What the task asks: Lines from the line with "argument (highest priority)" to the line with "if let Ok(config_path)" in the entries below, and only those, must be output exactly, with both ends included.

Dataset entries:
[Start of Attachment]
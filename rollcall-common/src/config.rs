//! Configuration loading and data-folder resolution

use crate::{Error, Result};
use std::path::{Path, PathBuf};

/// Name of the SQLite database file inside the data folder
pub const DATABASE_FILE: &str = "attendance.db";

/// Environment variable overriding the data folder location
pub const DATA_FOLDER_ENV: &str = "ROLLCALL_DATA_FOLDER";

/// Data folder resolution priority order:
/// 1. Command-line argument (highest priority)
/// 2. Environment variable
/// 3. TOML config file (`data_folder` key)
/// 4. OS-dependent compiled default (fallback)
pub fn resolve_data_folder(cli_arg: Option<&Path>) -> PathBuf {
    // Priority 1: Command-line argument
    if let Some(path) = cli_arg {
        return path.to_path_buf();
    }

    // Priority 2: Environment variable
    if let Ok(path) = std::env::var(DATA_FOLDER_ENV) {
        if !path.is_empty() {
            return PathBuf::from(path);
        }
    }

    // Priority 3: TOML config file
    if let Ok(config_path) = locate_config_file() {
        if let Ok(toml_content) = std::fs::read_to_string(&config_path) {
            if let Ok(config) = toml::from_str::<toml::Value>(&toml_content) {
                if let Some(folder) = config.get("data_folder").and_then(|v| v.as_str()) {
                    return PathBuf::from(folder);
                }
            }
        }
    }

    // Priority 4: OS-dependent compiled default
    default_data_folder()
}

/// Create the data folder if it does not exist and return the database path
pub fn prepare_data_folder(folder: &Path) -> Result<PathBuf> {
    std::fs::create_dir_all(folder)?;
    Ok(folder.join(DATABASE_FILE))
}

/// Get the configuration file path for the platform
fn locate_config_file() -> Result<PathBuf> {
    if cfg!(target_os = "linux") {
        // Try ~/.config/rollcall/config.toml first, then /etc/rollcall/config.toml
        let user_config = dirs::config_dir().map(|d| d.join("rollcall").join("config.toml"));
        let system_config = PathBuf::from("/etc/rollcall/config.toml");

        if let Some(path) = user_config {
            if path.exists() {
                return Ok(path);
            }
        }
        if system_config.exists() {
            return Ok(system_config);
        }
        return Err(Error::Config("No config file found".to_string()));
    }

    let config_path = dirs::config_dir()
        .map(|d| d.join("rollcall").join("config.toml"))
        .ok_or_else(|| Error::Config("Could not determine config directory".to_string()))?;

    if config_path.exists() {
        Ok(config_path)
    } else {
        Err(Error::Config(format!(
            "Config file not found: {:?}",
            config_path
        )))
    }
}

/// OS-dependent default data folder path
fn default_data_folder() -> PathBuf {
    if cfg!(target_os = "linux") {
        dirs::data_local_dir()
            .map(|d| d.join("rollcall"))
            .unwrap_or_else(|| PathBuf::from("/var/lib/rollcall"))
    } else if cfg!(target_os = "macos") {
        dirs::data_dir()
            .map(|d| d.join("rollcall"))
            .unwrap_or_else(|| PathBuf::from("/Library/Application Support/rollcall"))
    } else if cfg!(target_os = "windows") {
        dirs::data_local_dir()
            .map(|d| d.join("rollcall"))
            .unwrap_or_else(|| PathBuf::from("C:\\ProgramData\\rollcall"))
    } else {
        PathBuf::from("./rollcall_data")
    }
}
//! Health check endpoint

use axum::{routing::get, Json, Router};
use serde::Serialize;

use crate::AppState;

/// Health check response
#[derive(Debug, Serialize)]
pub struct HealthResponse {
    pub status: String,
    pub module: String,
    pub version: String,
}

/// GET /health
///
/// Liveness probe for monitoring; always returns a fixed ok status.
pub async fn health_check() -> Json<HealthResponse> {
    Json(HealthResponse {
        status: "ok".to_string(),
        module: "rollcall-web".to_string(),
        version: env!("CARGO_PKG_VERSION").to_string(),
    })
}

/// Build health check routes
pub fn health_routes() -> Router<AppState> {
    Router::new().route("/health", get(health_check))
}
[End of Attachment]
Answer box:
/// 1. Command-line argument (highest priority)
/// 2. Environment variable
/// 3. TOML config file (`data_folder` key)
/// 4. OS-dependent compiled default (fallback)
pub fn resolve_data_folder(cli_arg: Option<&Path>) -> PathBuf {
    // Priority 1: Command-line argument
    if let Some(path) = cli_arg {
        return path.to_path_buf();
    }

    // Priority 2: Environment variable
    if let Ok(path) = std::env::var(DATA_FOLDER_ENV) {
        if !path.is_empty() {
            return PathBuf::from(path);
        }
    }

    // Priority 3: TOML config file
    if let Ok(config_path) = locate_config_file() {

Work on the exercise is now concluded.